The alternative procedure is a vasoepididymostomy which is far more complicated and is only recommended if your doctor is certain a vasovasostomy will not work.

Why do men get a vasectomy reversal?

In every 20 men that get a vasectomy, one will want a reversal.2 There are various reasons why one may decide to have a vasovasostomy including:

  • The desire to have more children
  • As a solution to chronic post-vasectomy pain
  • Losing a child
  • Divorce and remarriage
  • Lack of success in other fertility methods like IVF

There are times when the reversal is caused by vasectomy regret, which may have nothing to do with wanting more children.

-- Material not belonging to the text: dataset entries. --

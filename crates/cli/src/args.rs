//! CLI argument definitions and parsing.
//!
//! Responsibilities:
//! - Define the CLI structure using clap derive macros.
//! - Map CLI-level enums onto the loader's policy types.
//!
//! Non-responsibilities:
//! - Does not execute commands (see `dispatch` module).
//! - Does not render values (see `formatters` module).

use clap::{Args, Parser, Subcommand, ValueEnum};
use confval_config::{FileFormat, MissingKeyPolicy, RepeatedKeyPolicy};
use std::path::PathBuf;

#[derive(Parser)]
#[command(name = "confval")]
#[command(about = "Read a single value from env, INI, JSON, or custom config files", long_about = None)]
#[command(version)]
#[command(
    after_help = "Examples:\n  confval get DATABASE_URL\n  confval get database.host --format json\n  confval get section1.option1 -f ini --file settings.ini\n  confval get ports -f custom --repeated-key overwrite\n  confval dump -f custom --dir /etc/myapp\n"
)]
pub struct Cli {
    /// Log debug details to stderr (RUST_LOG takes precedence)
    #[arg(short, long, global = true)]
    pub verbose: bool,

    #[command(subcommand)]
    pub command: Commands,
}

#[derive(Subcommand)]
pub enum Commands {
    /// Print the value of one variable
    Get {
        /// Variable name; dots navigate nested sections (e.g. database.host)
        variable: String,

        #[command(flatten)]
        source: SourceArgs,

        /// Output format for the value
        #[arg(short, long, value_enum, default_value_t = OutputFormat::Text)]
        output: OutputFormat,

        /// What to do when a custom-format variable is missing
        #[arg(long, value_enum, default_value_t = MissingKey::Error)]
        missing_key: MissingKey,

        /// What to do when a custom-format key is assigned twice
        #[arg(long, value_enum, default_value_t = RepeatedKey::Accumulate)]
        repeated_key: RepeatedKey,
    },

    /// Print the whole parsed file as JSON
    Dump {
        #[command(flatten)]
        source: SourceArgs,

        /// What to do when a custom-format key is assigned twice
        #[arg(long, value_enum, default_value_t = RepeatedKey::Accumulate)]
        repeated_key: RepeatedKey,
    },
}

/// Where to read configuration from.
#[derive(Args)]
pub struct SourceArgs {
    /// File format: env, ini, json, or custom
    #[arg(short, long, env = "CONFVAL_FORMAT", default_value = "env")]
    pub format: FileFormat,

    /// Explicit file to read instead of the format's default
    #[arg(long, env = "CONFVAL_FILE", value_name = "FILE")]
    pub file: Option<PathBuf>,

    /// Directory that default and relative paths are resolved against
    #[arg(long, env = "CONFVAL_DIR", value_name = "DIR")]
    pub dir: Option<PathBuf>,
}

#[derive(Clone, Copy, Debug, PartialEq, Eq, ValueEnum)]
pub enum OutputFormat {
    /// Strings raw, lists and mappings as JSON
    Text,
    /// Pretty-printed JSON
    Json,
}

#[derive(Clone, Copy, Debug, PartialEq, Eq, ValueEnum)]
pub enum MissingKey {
    /// Fail with exit code 4
    Error,
    /// Warn on stderr and print null
    Warn,
}

impl From<MissingKey> for MissingKeyPolicy {
    fn from(value: MissingKey) -> Self {
        match value {
            MissingKey::Error => MissingKeyPolicy::Error,
            MissingKey::Warn => MissingKeyPolicy::Warn,
        }
    }
}

#[derive(Clone, Copy, Debug, PartialEq, Eq, ValueEnum)]
pub enum RepeatedKey {
    /// Collect repeated assignments into a list
    Accumulate,
    /// Keep the last assignment
    Overwrite,
}

impl From<RepeatedKey> for RepeatedKeyPolicy {
    fn from(value: RepeatedKey) -> Self {
        match value {
            RepeatedKey::Accumulate => RepeatedKeyPolicy::Accumulate,
            RepeatedKey::Overwrite => RepeatedKeyPolicy::Overwrite,
        }
    }
}
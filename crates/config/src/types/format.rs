//! Supported configuration file formats.

use std::fmt;
use std::str::FromStr;

use crate::constants::{DEFAULT_CUSTOM_FILE, DEFAULT_INI_FILE, DEFAULT_JSON_FILE};
use crate::loader::LoadError;

/// File format of a configuration source.
///
/// The format selects both the default file name and the reader.
#[derive(Debug, Clone, Copy, PartialEq, Eq, Hash)]
pub enum FileFormat {
    /// `KEY=value` lines, as in a `.env` file.
    Env,
    /// Sectioned INI file.
    Ini,
    /// JSON document.
    Json,
    /// Line-oriented `key=value` dialect with brace-delimited lists.
    Custom,
}

impl FileFormat {
    pub const ALL: [FileFormat; 4] = [
        FileFormat::Env,
        FileFormat::Ini,
        FileFormat::Json,
        FileFormat::Custom,
    ];

    /// Lowercase name, as accepted by [`FromStr`].
    pub fn as_str(self) -> &'static str {
        match self {
            FileFormat::Env => "env",
            FileFormat::Ini => "ini",
            FileFormat::Json => "json",
            FileFormat::Custom => "custom",
        }
    }

    /// Human-facing label used in "file not found" messages.
    pub fn label(self) -> &'static str {
        match self {
            FileFormat::Env => "env",
            FileFormat::Ini => "INI",
            FileFormat::Json => "JSON",
            FileFormat::Custom => "Custom",
        }
    }

    /// Default file name for formats with a single fixed default.
    ///
    /// Env files are resolved from a candidate list instead, see
    /// [`crate::resolve_path`].
    pub fn default_file_name(self) -> Option<&'static str> {
        match self {
            FileFormat::Env => None,
            FileFormat::Ini => Some(DEFAULT_INI_FILE),
            FileFormat::Json => Some(DEFAULT_JSON_FILE),
            FileFormat::Custom => Some(DEFAULT_CUSTOM_FILE),
        }
    }
}

impl fmt::Display for FileFormat {
    fn fmt(&self, f: &mut fmt::Formatter<'_>) -> fmt::Result {
        f.write_str(self.as_str())
    }
}

impl FromStr for FileFormat {
    type Err = LoadError;

    fn from_str(s: &str) -> Result<Self, Self::Err> {
        match s.trim().to_ascii_lowercase().as_str() {
            "env" => Ok(FileFormat::Env),
            "ini" => Ok(FileFormat::Ini),
            "json" => Ok(FileFormat::Json),
            "custom" => Ok(FileFormat::Custom),
            _ => Err(LoadError::UnsupportedFormat(s.to_string())),
        }
    }
}
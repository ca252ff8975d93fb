//! Shared helpers for architecture tests.

use std::fs;
use std::path::{Path, PathBuf};

/// Find the workspace root by looking for Cargo.toml with [workspace].
pub fn find_workspace_root() -> PathBuf {
    let current_dir = std::env::current_dir().expect("Failed to get current directory");

    let mut dir = current_dir.as_path();
    loop {
        let cargo_toml = dir.join("Cargo.toml");
        if cargo_toml.exists()
            && let Ok(content) = fs::read_to_string(&cargo_toml)
            && content.contains("[workspace]")
        {
            return dir.to_path_buf();
        }

        match dir.parent() {
            Some(parent) => dir = parent,
            None => return current_dir,
        }
    }
}

/// All .rs files under `dir`, skipping build output.
pub fn rust_files(dir: &Path) -> Vec<PathBuf> {
    walkdir::WalkDir::new(dir)
        .into_iter()
        .filter_entry(|e| e.file_name() != "target")
        .filter_map(|e| e.ok())
        .filter(|e| e.path().extension().is_some_and(|ext| ext == "rs"))
        .map(|e| e.into_path())
        .collect()
}
//! Error types for configuration value loading.
//!
//! Responsibilities:
//! - Define the error taxonomy surfaced by every `load` call.
//! - Separate caller usage errors from file-level failures.
//!
//! Does NOT handle:
//! - Line-level custom-format diagnostics (see `custom::CustomParseError`,
//!   which is re-surfaced here as `Decode`).
//!
//! Invariants:
//! - `FileNotFound`, `VariableNotFound`, and `Decode` never overlap: a missing
//!   file is reported before any parse attempt, and a variable is only reported
//!   missing once the file parsed cleanly.
//! - Decode messages NEVER include raw line contents to prevent secret leakage.

use std::path::PathBuf;
use thiserror::Error;

use crate::constants::SUPPORTED_FORMATS;

/// Result type for configuration value loading.
pub type Result<T> = std::result::Result<T, LoadError>;

/// Errors that can occur while loading a configuration value.
#[derive(Error, Debug)]
pub enum LoadError {
    /// The requested file does not exist at the default or explicit path.
    #[error("{format} file not found. Please make sure the file exists at {}.", path.display())]
    FileNotFound { format: &'static str, path: PathBuf },

    /// The file parsed but does not contain the requested variable.
    #[error("Variable '{variable}' not found in {}.", path.display())]
    VariableNotFound { variable: String, path: PathBuf },

    /// The file exists but cannot be parsed into a mapping.
    #[error("Error decoding {}: {message}. Please ensure the file is properly formatted.", path.display())]
    Decode { path: PathBuf, message: String },

    #[error(
        "Unsupported file format '{0}'. Supported formats are {formats}.",
        formats = SUPPORTED_FORMATS.join(", ")
    )]
    UnsupportedFormat(String),

    #[error("Invalid variable name '{variable}': {reason}")]
    InvalidVariable { variable: String, reason: String },

    /// Reading the file failed for a reason other than absence.
    #[error("Failed to read {}: {source}", path.display())]
    Io {
        path: PathBuf,
        #[source]
        source: std::io::Error,
    },
}

impl LoadError {
    /// True for errors caused by the caller's arguments rather than by the file.
    pub fn is_usage_error(&self) -> bool {
        matches!(
            self,
            LoadError::UnsupportedFormat(_) | LoadError::InvalidVariable { .. }
        )
    }

    /// Path of the file involved, when the error concerns one.
    pub fn path(&self) -> Option<&std::path::Path> {
        match self {
            LoadError::FileNotFound { path, .. }
            | LoadError::VariableNotFound { path, .. }
            | LoadError::Decode { path, .. }
            | LoadError::Io { path, .. } => Some(path.as_path()),
            LoadError::UnsupportedFormat(_) | LoadError::InvalidVariable { .. } => None,
        }
    }
}
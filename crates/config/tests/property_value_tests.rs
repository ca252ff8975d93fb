//! Property-based tests for scalar classification and custom-format parsing.
//!
//! Test coverage:
//! - Integers, booleans, and quoted strings classify to the matching variant
//! - Unrecognized tokens come back verbatim
//! - Parsing the same document twice gives equal results
//! - Repeated keys accumulate in order

use proptest::prelude::*;

use confval_config::{RepeatedKeyPolicy, Value, classify_scalar, parse_custom};

/// Keys made of identifier characters, never containing `.` or `=`.
fn key_strategy() -> impl Strategy<Value = String> {
    "[a-z][a-z0-9_]{0,12}".prop_map(String::from)
}

/// Words that are not numbers, booleans, or quoted.
fn word_strategy() -> impl Strategy<Value = String> {
    "[a-z][a-z_:/-]{0,16}"
        .prop_filter("not a boolean", |s| {
            !s.eq_ignore_ascii_case("true") && !s.eq_ignore_ascii_case("false")
        })
        .prop_map(String::from)
}

proptest! {
    #[test]
    fn prop_integers_classify_as_integers(n in any::<i64>()) {
        prop_assert_eq!(classify_scalar(&n.to_string()), Value::Integer(n));
    }

    #[test]
    fn prop_booleans_ignore_case(b in any::<bool>(), upper in any::<bool>()) {
        let text = if upper { b.to_string().to_uppercase() } else { b.to_string() };
        prop_assert_eq!(classify_scalar(&text), Value::Bool(b));
    }

    #[test]
    fn prop_quoted_strings_are_unwrapped(s in "[a-zA-Z0-9 _.-]{0,24}") {
        prop_assert_eq!(classify_scalar(&format!("\"{s}\"")), Value::String(s));
    }

    #[test]
    fn prop_words_are_verbatim(word in word_strategy()) {
        prop_assert_eq!(classify_scalar(&word), Value::String(word.clone()));
    }

    #[test]
    fn prop_parse_is_deterministic(
        entries in prop::collection::vec((key_strategy(), any::<i32>()), 0..16)
    ) {
        let document: String = entries
            .iter()
            .map(|(k, v)| format!("{k}={v}\n"))
            .collect();
        let first = parse_custom(&document, RepeatedKeyPolicy::Accumulate).unwrap();
        let second = parse_custom(&document, RepeatedKeyPolicy::Accumulate).unwrap();
        prop_assert_eq!(first, second);
    }

    #[test]
    fn prop_repeated_key_accumulates_in_order(
        key in key_strategy(),
        values in prop::collection::vec(any::<i32>(), 2..8)
    ) {
        let document: String = values.iter().map(|v| format!("{key}={v}\n")).collect();
        let parsed = parse_custom(&document, RepeatedKeyPolicy::Accumulate).unwrap();
        let expected = Value::List(values.iter().map(|v| Value::Integer(i64::from(*v))).collect());
        prop_assert_eq!(&parsed[&key], &expected);

        let parsed = parse_custom(&document, RepeatedKeyPolicy::Overwrite).unwrap();
        let last = i64::from(*values.last().unwrap());
        prop_assert_eq!(&parsed[&key], &Value::Integer(last));
    }
}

How quickly can you get your partner pregnant after a vasectomy reversal?

The time it takes to get your partner pregnant after a vasovasostomy varies and is dependent on a couple of factors. If the reversal is a success and there are no arising complications, it could take you an average of 3 to 6 months for you to conceive.

After the procedure, your doctor will have to test your semen at least 12 weeks after the procedure to make sure it contains sperm. You will either be asked to ejaculate in a cup or be given a condom without spermicides to collect the semen after you have intercourse with your partner.

Even if the semen contains sperm, your doctor will have to conduct a sperm analysis to ascertain that it is of good quality. On average, it takes 90 days for sperm replenishment.

What factors affect your chances of pregnancy after a vasectomy reversal?

  1. The fertility of your partner – before having the reversal done, ensure that your partner doesn’t have any fertility issues as it will take you longer to conceive. If they do, you should consider other alternatives like IVF.
  2. How long you’ve had the vasectomy – it will take you longer to conceive if you’ve had the procedure for a long time. The success rate is higher for men who have the reversal done within 3 years.
  3. Lifestyle choices – it will take you longer to get your partner pregnant if you smoke and drink alcohol.

How experienced your doctor is will also affect the success of the reversal. Make sure that the urologist has done similar procedures successfully.